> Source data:
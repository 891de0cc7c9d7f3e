//! Tests for the request dispatcher
//!
//! # Test Coverage
//!
//! - Handler invocation with captured path parameters
//! - Not-found synthesis (status, headers, empty body)
//! - Emission: status line, header order, body chunks
//! - Handler fault propagation and the optional recovery boundary
//! - Sharing one dispatcher across threads

use http::{Method, StatusCode};
use routelet::{
    DispatchError, Dispatcher, DispatcherConfig, Environ, Request, Response,
};
use serde_json::json;
use std::sync::atomic::{AtomicUsize, Ordering};
use std::sync::{Arc, Mutex};

/// Captures what the transport receives through `start_response`.
#[derive(Default)]
struct Emitted {
    status: String,
    headers: Vec<(String, String)>,
    calls: usize,
}

fn dispatch(dispatcher: &Dispatcher, method: &str, path: &str) -> (Emitted, Vec<u8>) {
    let mut emitted = Emitted::default();
    let body = dispatcher
        .dispatch(&Environ::new(method, path), |status, headers| {
            emitted.status = status.to_string();
            emitted.headers = headers.to_vec();
            emitted.calls += 1;
        })
        .unwrap();
    (emitted, body.into_bytes())
}

#[test]
fn test_dispatcher_passes_captures_in_order() {
    let seen = Arc::new(Mutex::new(Vec::new()));
    let seen_in_handler = Arc::clone(&seen);
    let mut builder = Dispatcher::builder();
    builder
        .get(r"/users/(\w+)/posts/(\d+)", move |req, caps| {
            assert_eq!(req.path(), "/users/ada/posts/7");
            seen_in_handler
                .lock()
                .unwrap()
                .extend(caps.iter().map(str::to_string));
            Ok(Response::empty())
        })
        .unwrap();
    let dispatcher = builder.build();

    let (emitted, body) = dispatch(&dispatcher, "GET", "/users/ada/posts/7");
    assert_eq!(emitted.status, "200 OK");
    assert!(body.is_empty());
    assert_eq!(*seen.lock().unwrap(), vec!["ada", "7"]);
}

#[test]
fn test_exactly_one_handler_invoked() {
    let first = Arc::new(AtomicUsize::new(0));
    let second = Arc::new(AtomicUsize::new(0));
    let (f, s) = (Arc::clone(&first), Arc::clone(&second));
    let mut builder = Dispatcher::builder();
    builder
        .get("/docs/(.*)", move |_req, _caps| {
            f.fetch_add(1, Ordering::SeqCst);
            Ok(Response::empty())
        })
        .unwrap()
        .get("/docs/1", move |_req, _caps| {
            s.fetch_add(1, Ordering::SeqCst);
            Ok(Response::empty())
        })
        .unwrap();
    let dispatcher = builder.build();

    dispatch(&dispatcher, "GET", "/docs/1");
    assert_eq!(first.load(Ordering::SeqCst), 1);
    assert_eq!(second.load(Ordering::SeqCst), 0);
}

#[test]
fn test_unmatched_request_gets_plain_404() {
    let called = Arc::new(AtomicUsize::new(0));
    let c = Arc::clone(&called);
    let mut builder = Dispatcher::builder();
    builder
        .get("/", move |_req, _caps| {
            c.fetch_add(1, Ordering::SeqCst);
            Ok(Response::new("root"))
        })
        .unwrap()
        .get("/docs", |_req, _caps| Ok(Response::new(json!([]))))
        .unwrap();
    let dispatcher = builder.build();

    let (emitted, body) = dispatch(&dispatcher, "GET", "/nope");
    assert_eq!(emitted.status, "404 NOT FOUND");
    assert_eq!(
        emitted.headers,
        vec![("Content-Type".to_string(), "text/plain".to_string())]
    );
    assert!(body.is_empty());
    assert_eq!(called.load(Ordering::SeqCst), 0);
}

#[test]
fn test_builder_verb_shorthands() {
    let mut builder = Dispatcher::builder();
    builder
        .get("/item", |_, _| Ok(Response::new("get")))
        .unwrap()
        .post("/item", |_, _| Ok(Response::new("post")))
        .unwrap()
        .put("/item", |_, _| Ok(Response::new("put")))
        .unwrap()
        .patch("/item", |_, _| Ok(Response::new("patch")))
        .unwrap()
        .delete("/item", |_, _| Ok(Response::new("delete")))
        .unwrap();
    let dispatcher = builder.build();

    for verb in ["GET", "POST", "PUT", "PATCH", "DELETE"] {
        let (emitted, body) = dispatch(&dispatcher, verb, "/item");
        assert_eq!(emitted.status, "200 OK");
        assert_eq!(body, format!("\"{}\"", verb.to_lowercase()).into_bytes());
    }
    let (emitted, _) = dispatch(&dispatcher, "HEAD", "/item");
    assert_eq!(emitted.status, "404 NOT FOUND");
}

#[test]
fn test_method_mismatch_is_not_found() {
    let mut builder = Dispatcher::builder();
    builder
        .post("/docs", |_req, _caps| Ok(Response::empty()))
        .unwrap();
    let dispatcher = builder.build();

    let (emitted, _) = dispatch(&dispatcher, "GET", "/docs");
    assert_eq!(emitted.status, "404 NOT FOUND");
}

#[test]
fn test_prefix_match_is_not_a_match() {
    let mut builder = Dispatcher::builder();
    builder
        .get("/docs", |_req, _caps| Ok(Response::empty()))
        .unwrap();
    let dispatcher = builder.build();

    let (emitted, _) = dispatch(&dispatcher, "GET", "/docs/extra");
    assert_eq!(emitted.status, "404 NOT FOUND");
}

#[test]
fn test_handler_status_and_headers_are_emitted_in_order() {
    let mut builder = Dispatcher::builder();
    builder
        .post("/items", |_req, _caps| {
            Ok(Response::new(json!({"id": 3}))
                .with_status(StatusCode::CREATED)
                .with_header("Content-Type", "application/json")
                .with_header("Location", "/items/3"))
        })
        .unwrap();
    let dispatcher = builder.build();

    let (emitted, body) = dispatch(&dispatcher, "POST", "/items");
    assert_eq!(emitted.calls, 1);
    assert_eq!(emitted.status, "201 CREATED");
    assert_eq!(
        emitted.headers,
        vec![
            ("Content-Type".to_string(), "application/json".to_string()),
            ("Location".to_string(), "/items/3".to_string()),
        ]
    );
    assert_eq!(body, br#"{"id":3}"#.to_vec());
}

#[test]
fn test_body_is_single_json_chunk() {
    let mut builder = Dispatcher::builder();
    builder
        .get("/", |_req, _caps| Ok(Response::new(json!({"pk": 1, "data": "Doc1"}))))
        .unwrap();
    let dispatcher = builder.build();

    let body = dispatcher
        .dispatch(&Environ::new("GET", "/"), |_, _| {})
        .unwrap();
    assert_eq!(body.chunks().len(), 1);
    assert_eq!(
        body.into_bytes(),
        serde_json::to_vec(&json!({"pk": 1, "data": "Doc1"})).unwrap()
    );
}

#[test]
fn test_handler_fault_propagates_without_emitting() {
    let mut builder = Dispatcher::builder();
    builder
        .get(r"/n/(.+)", |_req, caps| {
            let n: u32 = caps.parse(0)?;
            Ok(Response::new(n))
        })
        .unwrap();
    let dispatcher = builder.build();

    let mut started = false;
    let err = dispatcher
        .dispatch(&Environ::new("GET", "/n/abc"), |_, _| started = true)
        .unwrap_err();
    assert!(!started);
    match err {
        DispatchError::Handler { method, path, .. } => {
            assert_eq!(method, Method::GET);
            assert_eq!(path, "/n/abc");
        }
        other => panic!("unexpected error: {other}"),
    }
}

#[test]
fn test_recovery_boundary_answers_500_for_errors() {
    let config = DispatcherConfig {
        recover_handler_faults: true,
        ..DispatcherConfig::default()
    };
    let mut builder = Dispatcher::builder().with_config(config);
    builder
        .get("/boom", |_req, _caps| Err(anyhow::anyhow!("database unavailable")))
        .unwrap();
    let dispatcher = builder.build();

    let (emitted, body) = dispatch(&dispatcher, "GET", "/boom");
    assert_eq!(emitted.status, "500 INTERNAL SERVER ERROR");
    assert_eq!(
        emitted.headers,
        vec![("Content-Type".to_string(), "text/plain".to_string())]
    );
    assert!(body.is_empty());
}

#[test]
fn test_recovery_boundary_answers_500_for_panics() {
    let config = DispatcherConfig {
        recover_handler_faults: true,
        ..DispatcherConfig::default()
    };
    let mut builder = Dispatcher::builder().with_config(config);
    builder
        .get("/panic", |_req, _caps| -> anyhow::Result<Response> {
            panic!("handler bug")
        })
        .unwrap();
    let dispatcher = builder.build();

    let (emitted, _) = dispatch(&dispatcher, "GET", "/panic");
    assert_eq!(emitted.status, "500 INTERNAL SERVER ERROR");
}

#[test]
fn test_invalid_transport_method_is_error() {
    let dispatcher = Dispatcher::builder().build();
    let err = dispatcher
        .dispatch(&Environ::new("GE T", "/"), |_, _| {})
        .unwrap_err();
    assert!(matches!(err, DispatchError::InvalidMethod { .. }));
}

#[test]
fn test_respond_without_transport() {
    let mut builder = Dispatcher::builder();
    builder
        .get("/", |_req, _caps| Ok(Response::new("Hello world!")))
        .unwrap();
    let dispatcher = builder.build();

    let resp = dispatcher.respond(&Request::new(Method::GET, "/")).unwrap();
    assert_eq!(resp.status, StatusCode::OK);
    assert_eq!(resp.data, Some(json!("Hello world!")));
}

#[test]
fn test_dispatcher_is_shareable_across_threads() {
    let mut builder = Dispatcher::builder();
    builder
        .get(r"/n/(\d+)", |_req, caps| {
            let n: u64 = caps.parse(0)?;
            Ok(Response::new(n * 2))
        })
        .unwrap();
    let dispatcher = Arc::new(builder.build());

    let handles: Vec<_> = (0..8u64)
        .map(|i| {
            let dispatcher = Arc::clone(&dispatcher);
            std::thread::spawn(move || {
                let body = dispatcher
                    .dispatch(&Environ::new("GET", format!("/n/{i}")), |_, _| {})
                    .unwrap();
                body.into_bytes()
            })
        })
        .collect();

    for (i, handle) in handles.into_iter().enumerate() {
        assert_eq!(handle.join().unwrap(), (i * 2).to_string().into_bytes());
    }
}
//! Error types for the full cnvseg run
//!

use std::process::ExitStatus;

use camino::Utf8PathBuf;
use thiserror::Error;

use crate::model_spec::SpecError;

#[derive(Debug, Error)]
pub enum CnvSegError {
    /// Archive statistics are missing or numerically unusable
    #[error("Track statistics unavailable for field '{field}': {reason}")]
    DataUnavailable { field: String, reason: String },

    #[error("Invalid model specification: {0}")]
    Specification(#[from] SpecError),

    #[error("I/O failure at '{path}': {source}")]
    Io {
        path: Utf8PathBuf,
        #[source]
        source: std::io::Error,
    },

    /// The written parameter file does not read back as the in-memory specification
    #[error("Parameter file '{path}' failed verification: {detail}")]
    OutputVerification { path: Utf8PathBuf, detail: String },

    #[error("External pipeline stage '{stage}' failed: {detail}")]
    ExternalStage {
        stage: String,
        status: Option<ExitStatus>,
        detail: String,
    },
}

impl CnvSegError {
    pub fn data_unavailable(field: &str, reason: impl Into<String>) -> Self {
        Self::DataUnavailable {
            field: field.to_string(),
            reason: reason.into(),
        }
    }

    pub fn io(path: &camino::Utf8Path, source: std::io::Error) -> Self {
        Self::Io {
            path: path.to_path_buf(),
            source,
        }
    }

    /// Process exit status used to report this error
    ///
    /// External stage failures pass through the stage's own exit code when there is one.
    ///
    pub fn exit_code(&self) -> i32 {
        match self {
            Self::DataUnavailable { .. } => exitcode::DATAERR,
            Self::Specification(_) => exitcode::SOFTWARE,
            Self::Io { .. } => exitcode::IOERR,
            Self::OutputVerification { .. } => exitcode::SOFTWARE,
            Self::ExternalStage { status, .. } => status
                .and_then(|x| x.code())
                .filter(|x| *x != 0)
                .unwrap_or(exitcode::SOFTWARE),
        }
    }
}

pub type CnvSegResult<T> = Result<T, CnvSegError>;

#[cfg(test)]
mod tests {
    use super::*;

    #[test]
    fn test_exit_codes_are_distinct() {
        let codes = [
            CnvSegError::data_unavailable("sums", "missing").exit_code(),
            CnvSegError::Specification(SpecError::DuplicateName {
                kind: "NAME_COLLECTION".to_string(),
                name: "x".to_string(),
            })
            .exit_code(),
            CnvSegError::io(
                camino::Utf8Path::new("x"),
                std::io::Error::other("test"),
            )
            .exit_code(),
        ];
        assert_eq!(codes, [exitcode::DATAERR, exitcode::SOFTWARE, exitcode::IOERR]);

        // None of these can collide with clap's usage error status
        assert!(!codes.contains(&2));
    }

    #[test]
    fn test_external_stage_without_status() {
        let err = CnvSegError::ExternalStage {
            stage: "annotate".to_string(),
            status: None,
            detail: "not found".to_string(),
        };
        assert_eq!(err.exit_code(), exitcode::SOFTWARE);
    }
}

> WHAT IS REQUIRED: If a line in the records contains the string "reason", copy it out.

> TASK ANSWER:
    #[error("Track statistics unavailable for field '{field}': {reason}")]
    DataUnavailable { field: String, reason: String },
    pub fn data_unavailable(field: &str, reason: impl Into<String>) -> Self {
            reason: reason.into(),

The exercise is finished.